“Sánchez has played a high game”

The right-wing side appears to be heading for victory in the Spanish parliamentary elections, which is due to a mobilization among the voters and a dissatisfaction with the incumbent government’s rule. Niklas Bremberg, docent in political science at Stockholm University, believes so.

But both the governing party PSOE and the left-wing alliance Sumar have succeeded better than it first looked like they would and that is surprising, he says.

— They may not be the biggest, but they have possibly deprived PP and Vox of an opportunity to get their own majority in parliament.

High-profile politicians

In the final weeks of the election run-up, PSOE leader and Prime Minister Pedro Sánchez painted the PP and Vox as a threat and that they would constitute the most right-wing government since the Franco era.

— He has played a high game, faithful to his habit. After all, he did it when he managed to get the vote of no confidence out in 2018 and then when he managed to stitch together a coalition with the left in 2019 and when he managed to recapture the party leadership post. He is a politician who played high and it has benefited him, let’s see if it does now.

Tough negotiations await

Regardless of which party becomes the largest and which block takes home the mandates, Niklas Bremberg believes that tough government negotiations await, because even if PP and Vox already govern together in several localities today, the parties are relatively different.

— PP must deal with Vox, that is the big thing. I think we need to know how strong PP is to see whose strategy they choose. But PP will have a hard time putting together another government and it would be the most right-wing government we would have seen in that case.
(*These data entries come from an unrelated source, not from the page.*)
use std::fmt;

/// Result type for agpulse-git operations
pub type Result<T> = std::result::Result<T, Error>;

/// Error types that can occur while reading git history
#[derive(Debug)]
pub enum Error {
    /// IO operation failed
    Io(std::io::Error),
    /// Repository access failed (not a working tree, corrupt objects)
    Git(String),
}

impl fmt::Display for Error {
    fn fmt(&self, f: &mut fmt::Formatter<'_>) -> fmt::Result {
        match self {
            Error::Io(err) => write!(f, "IO error: {}", err),
            Error::Git(msg) => write!(f, "Git error: {}", msg),
        }
    }
}

impl std::error::Error for Error {
    fn source(&self) -> Option<&(dyn std::error::Error + 'static)> {
        match self {
            Error::Io(err) => Some(err),
            Error::Git(_) => None,
        }
    }
}

impl From<std::io::Error> for Error {
    fn from(err: std::io::Error) -> Self {
        Error::Io(err)
    }
}
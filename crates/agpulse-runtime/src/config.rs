use crate::{Error, Result};
use agpulse_types::SourceKind;
use serde::{Deserialize, Serialize};
use std::collections::HashMap;
use std::path::{Path, PathBuf};

/// Resolve the workspace data directory path based on priority:
/// 1. Explicit path (with tilde expansion)
/// 2. AGPULSE_PATH environment variable (with tilde expansion)
/// 3. XDG data directory (recommended default)
/// 4. ~/.agpulse (fallback for systems without XDG)
pub fn resolve_workspace_path(explicit_path: Option<&str>) -> Result<PathBuf> {
    if let Some(path) = explicit_path {
        return Ok(expand_tilde(path));
    }

    if let Ok(env_path) = std::env::var("AGPULSE_PATH") {
        return Ok(expand_tilde(&env_path));
    }

    if let Some(data_dir) = dirs::data_dir() {
        return Ok(data_dir.join("agpulse"));
    }

    if let Some(home) = std::env::var_os("HOME") {
        return Ok(PathBuf::from(home).join(".agpulse"));
    }

    Err(Error::Config(
        "Could not determine workspace path: no HOME directory or XDG data directory found"
            .to_string(),
    ))
}

/// Expand tilde (~) in paths to the user's home directory
pub fn expand_tilde(path: &str) -> PathBuf {
    if let Some(stripped) = path.strip_prefix("~/")
        && let Some(home) = std::env::var_os("HOME")
    {
        return PathBuf::from(home).join(stripped);
    }
    PathBuf::from(path)
}

#[derive(Debug, Clone, Serialize, Deserialize)]
pub struct SourceConfig {
    pub enabled: bool,
    pub log_root: PathBuf,
}

/// Reporting window lengths in days. The snapshot's `window_7d` and
/// `window_30d` keys stay fixed; these only move the boundaries.
#[derive(Debug, Clone, Serialize, Deserialize)]
pub struct WindowConfig {
    #[serde(default = "default_active_days")]
    pub active_days: i64,
    #[serde(default = "default_history_days")]
    pub history_days: i64,
}

fn default_active_days() -> i64 {
    7
}

fn default_history_days() -> i64 {
    30
}

impl Default for WindowConfig {
    fn default() -> Self {
        Self {
            active_days: default_active_days(),
            history_days: default_history_days(),
        }
    }
}

#[derive(Debug, Clone, Serialize, Deserialize, Default)]
pub struct Config {
    /// Directory whose direct children are git checkouts. Unset means no
    /// commit scanning.
    #[serde(default)]
    pub repos_dir: Option<PathBuf>,

    /// Only count commits whose author name or email contains this string.
    #[serde(default)]
    pub author: Option<String>,

    /// Repository names left out of the snapshot entirely. Sessions that
    /// resolve to one of these lose their attribution but still count in
    /// the global totals.
    #[serde(default)]
    pub excluded_repos: Vec<String>,

    #[serde(default)]
    pub windows: WindowConfig,

    /// Per-source settings, keyed by source name. A source absent here
    /// runs enabled at its default storage path.
    #[serde(default)]
    pub sources: HashMap<String, SourceConfig>,
}

impl Config {
    pub fn load_from(path: &Path) -> Result<Self> {
        if !path.exists() {
            return Ok(Self::default());
        }

        let content = std::fs::read_to_string(path)?;
        let config: Config = toml::from_str(&content)?;
        Ok(config)
    }

    pub fn save_to(&self, path: &Path) -> Result<()> {
        if let Some(parent) = path.parent() {
            std::fs::create_dir_all(parent)?;
        }

        let content = toml::to_string_pretty(self)?;
        std::fs::write(path, content)?;
        Ok(())
    }

    pub fn config_path(data_dir: &Path) -> PathBuf {
        data_dir.join("config.toml")
    }

    /// Probe the machine for installed tools and a conventional checkout
    /// root, and return a config describing what was found.
    pub fn detect() -> Self {
        let mut sources = HashMap::new();
        for (kind, path) in agpulse_providers::get_default_log_paths() {
            if path.exists() {
                sources.insert(
                    kind.name().to_string(),
                    SourceConfig {
                        enabled: true,
                        log_root: path,
                    },
                );
            }
        }

        let repos_dir = dirs::home_dir()
            .map(|home| home.join("git"))
            .filter(|dir| dir.is_dir());

        Config {
            repos_dir,
            sources,
            ..Config::default()
        }
    }

    /// Reject window settings the aggregation cannot honor. This is the
    /// only class of problem that fails a run instead of degrading it.
    pub fn validate(&self) -> Result<()> {
        if self.windows.active_days < 1 {
            return Err(Error::Config(format!(
                "windows.active_days must be at least 1, got {}",
                self.windows.active_days
            )));
        }
        if self.windows.history_days < 1 {
            return Err(Error::Config(format!(
                "windows.history_days must be at least 1, got {}",
                self.windows.history_days
            )));
        }
        if self.windows.active_days > self.windows.history_days {
            return Err(Error::Config(format!(
                "windows.active_days ({}) cannot exceed windows.history_days ({})",
                self.windows.active_days, self.windows.history_days
            )));
        }
        Ok(())
    }

    /// The effective (enabled, log root) pair for one source, falling back
    /// to defaults when the config does not mention it.
    pub fn source_settings(&self, kind: SourceKind) -> (bool, Option<PathBuf>) {
        match self.sources.get(kind.name()) {
            Some(source) => {
                let root = source
                    .log_root
                    .to_str()
                    .map(expand_tilde)
                    .unwrap_or_else(|| source.log_root.clone());
                (source.enabled, Some(root))
            }
            None => (true, agpulse_providers::default_log_path(kind)),
        }
    }

    pub fn repos_dir_expanded(&self) -> Option<PathBuf> {
        self.repos_dir
            .as_ref()
            .map(|dir| match dir.to_str() {
                Some(text) => expand_tilde(text),
                None => dir.clone(),
            })
    }

    pub fn set_source(&mut self, kind: SourceKind, source: SourceConfig) {
        self.sources.insert(kind.name().to_string(), source);
    }
}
Some kind of taboo would be broken if Vox were to gain influence over politics, but it depends on how much and what influence they get.

For the PSOE and the left-wing alliance Sumar, where several of the parties were part of the current government, the starting point is fundamentally better, but not completely straightforward either, Niklas Bremberg believes.
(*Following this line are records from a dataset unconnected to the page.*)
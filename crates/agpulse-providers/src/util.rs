use chrono::{DateTime, Utc};

/// Parse a transcript timestamp into an absolute instant.
///
/// Sources write RFC 3339 with a zone designator; anything else (naive
/// datetimes, epoch strings, garbage) is unrecoverable and the caller drops
/// the record as malformed rather than fabricating a time.
pub(crate) fn parse_timestamp(value: &str) -> Option<DateTime<Utc>> {
    DateTime::parse_from_rfc3339(value)
        .ok()
        .map(|dt| dt.with_timezone(&Utc))
}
— Of course there has been some friction in the government coalition, but they still have a personal chemistry and an experience of governing together. But having said that, it is quite complex to stitch together the government documents.
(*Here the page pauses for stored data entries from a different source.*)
use serde::Deserialize;

/// One line in a Codex session bundle. Only the record kinds the scan
/// actually needs are spelled out; everything else folds into `Unknown`.
#[derive(Debug, Clone, Deserialize)]
#[serde(tag = "type")]
#[serde(rename_all = "snake_case")]
pub(crate) enum CodexRecord {
    SessionMeta(SessionMetaRecord),
    ResponseItem(ResponseItemRecord),
    #[serde(other)]
    Unknown,
}

#[derive(Debug, Clone, Default, Deserialize)]
pub(crate) struct SessionMetaRecord {
    #[serde(default)]
    pub timestamp: Option<String>,
    #[serde(default)]
    pub payload: Option<SessionMetaPayload>,
}

#[derive(Debug, Clone, Default, Deserialize)]
pub(crate) struct SessionMetaPayload {
    #[serde(default)]
    pub timestamp: Option<String>,
    #[serde(default)]
    pub cwd: Option<String>,
}

#[derive(Debug, Clone, Default, Deserialize)]
pub(crate) struct ResponseItemRecord {
    #[serde(default)]
    pub timestamp: Option<String>,
    #[serde(default)]
    pub payload: Option<ResponseItemPayload>,
}

#[derive(Debug, Clone, Deserialize)]
#[serde(tag = "type")]
#[serde(rename_all = "snake_case")]
pub(crate) enum ResponseItemPayload {
    Message(MessagePayload),
    #[serde(other)]
    Unknown,
}

#[derive(Debug, Clone, Default, Deserialize)]
pub(crate) struct MessagePayload {
    #[serde(default)]
    pub role: Option<String>,
}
May affect the EU in the long run

At the beginning of July, Spain took over the presidency of the EU, but Bremberg does not believe that the change of government in the country would have time to be felt during the six months that Spain holds the club.

— It may take a little while before the government is in place, but if there is a PP government, they will try to protect Spanish EU policy from Vox during the presidency, he believes, adding that many of the issues that will be pursued during the Spanish presidency have already been set in motion at civil servant level.

— With a Spanish right-wing government and an EU parliamentary election next year, the Spanish government will pursue issues with other right-wing governments in the Union and it will probably be felt.